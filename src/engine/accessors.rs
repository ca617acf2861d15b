//! Read-only queries and host access for [`ReorderController`].

use super::ReorderController;
use crate::animation::{TransformTransition, TransitionLock};
use crate::host::Host;
use crate::input::DragState;
use crate::layout::{PositionSnapshot, PositionTracker};
use crate::options::Options;
use crate::order::ItemOrder;

// ── Host access ──

impl<H: Host> ReorderController<H> {
    /// The host the controller drives.
    pub fn host(&self) -> &H {
        &self.host
    }

    /// Mutable access to the host.
    ///
    /// Changing the layout through this handle without calling
    /// [`run_layout_cycle`](Self::run_layout_cycle) afterwards leaves the
    /// snapshot stale until the next order change.
    pub fn host_mut(&mut self) -> &mut H {
        &mut self.host
    }

    /// Tear down the controller and hand the host back.
    pub fn into_host(self) -> H {
        self.host
    }
}

// ── State queries ──

impl<H: Host> ReorderController<H> {
    /// Current visual order.
    pub fn order(&self) -> &ItemOrder {
        &self.order
    }

    /// Positions captured at the end of the last layout cycle.
    pub fn positions(&self) -> &PositionSnapshot {
        self.tracker.current()
    }

    /// The position tracker.
    pub fn tracker(&self) -> &PositionTracker {
        &self.tracker
    }

    /// Items currently mid-transition.
    pub fn locks(&self) -> &TransitionLock {
        &self.locks
    }

    /// Drag state machine.
    pub fn drag_state(&self) -> &DragState {
        &self.drag
    }

    /// Active options.
    pub fn options(&self) -> &Options {
        &self.options
    }

    /// Transition the next FLIP will play with.
    pub fn transition(&self) -> TransformTransition {
        self.flip.transition()
    }
}
use glam::Vec2;

/// Immutable snapshot of one item's screen rectangle at one point in time.
#[derive(Debug, Clone, Copy, PartialEq, Default)]
pub struct BoundingBox {
    /// Distance from the viewport's left edge.
    pub left: f32,
    /// Distance from the viewport's top edge.
    pub top: f32,
    /// Horizontal extent.
    pub width: f32,
    /// Vertical extent.
    pub height: f32,
}

impl BoundingBox {
    /// Rectangle from its top-left corner and size.
    #[must_use]
    pub const fn new(left: f32, top: f32, width: f32, height: f32) -> Self {
        Self {
            left,
            top,
            width,
            height,
        }
    }

    /// Top-left corner.
    #[must_use]
    pub fn origin(&self) -> Vec2 {
        Vec2::new(self.left, self.top)
    }

    /// Center point.
    #[must_use]
    pub fn center(&self) -> Vec2 {
        Vec2::new(self.left + self.width * 0.5, self.top + self.height * 0.5)
    }

    /// The same rectangle moved by `offset`.
    #[must_use]
    pub fn translated(&self, offset: Vec2) -> Self {
        Self {
            left: self.left + offset.x,
            top: self.top + offset.y,
            ..*self
        }
    }

    /// Whether `point` lies inside (edges inclusive on the top-left).
    #[must_use]
    pub fn contains(&self, point: Vec2) -> bool {
        point.x >= self.left
            && point.y >= self.top
            && point.x < self.left + self.width
            && point.y < self.top + self.height
    }

    /// Offset that moves `to`'s origin back onto `self`'s origin.
    ///
    /// This is the FLIP "invert" vector: `self` is the old box, `to` the
    /// freshly laid-out one.
    #[must_use]
    pub fn offset_to(&self, to: &Self) -> Vec2 {
        Vec2::new(self.left - to.left, self.top - to.top)
    }
}

#[cfg(test)]
mod tests {
    use super::*;

    #[test]
    fn test_offset_to_inverts_movement() {
        let old = BoundingBox::new(0.0, 0.0, 100.0, 100.0);
        let new = BoundingBox::new(200.0, 50.0, 100.0, 100.0);
        assert_eq!(old.offset_to(&new), Vec2::new(-200.0, -50.0));
        assert_eq!(new.offset_to(&old), Vec2::new(200.0, 50.0));
    }

    #[test]
    fn test_translated_keeps_size() {
        let b = BoundingBox::new(10.0, 20.0, 30.0, 40.0)
            .translated(Vec2::new(5.0, -5.0));
        assert_eq!(b, BoundingBox::new(15.0, 15.0, 30.0, 40.0));
    }

    #[test]
    fn test_contains_and_center() {
        let b = BoundingBox::new(0.0, 0.0, 100.0, 50.0);
        assert_eq!(b.center(), Vec2::new(50.0, 25.0));
        assert!(b.contains(Vec2::new(0.0, 0.0)));
        assert!(!b.contains(Vec2::new(100.0, 10.0)));
    }
}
|---|
For each line of the material that includes the word "viewport", make a copy.

◆ Answer to this exercise:
    /// Distance from the viewport's left edge.
    /// Distance from the viewport's top edge.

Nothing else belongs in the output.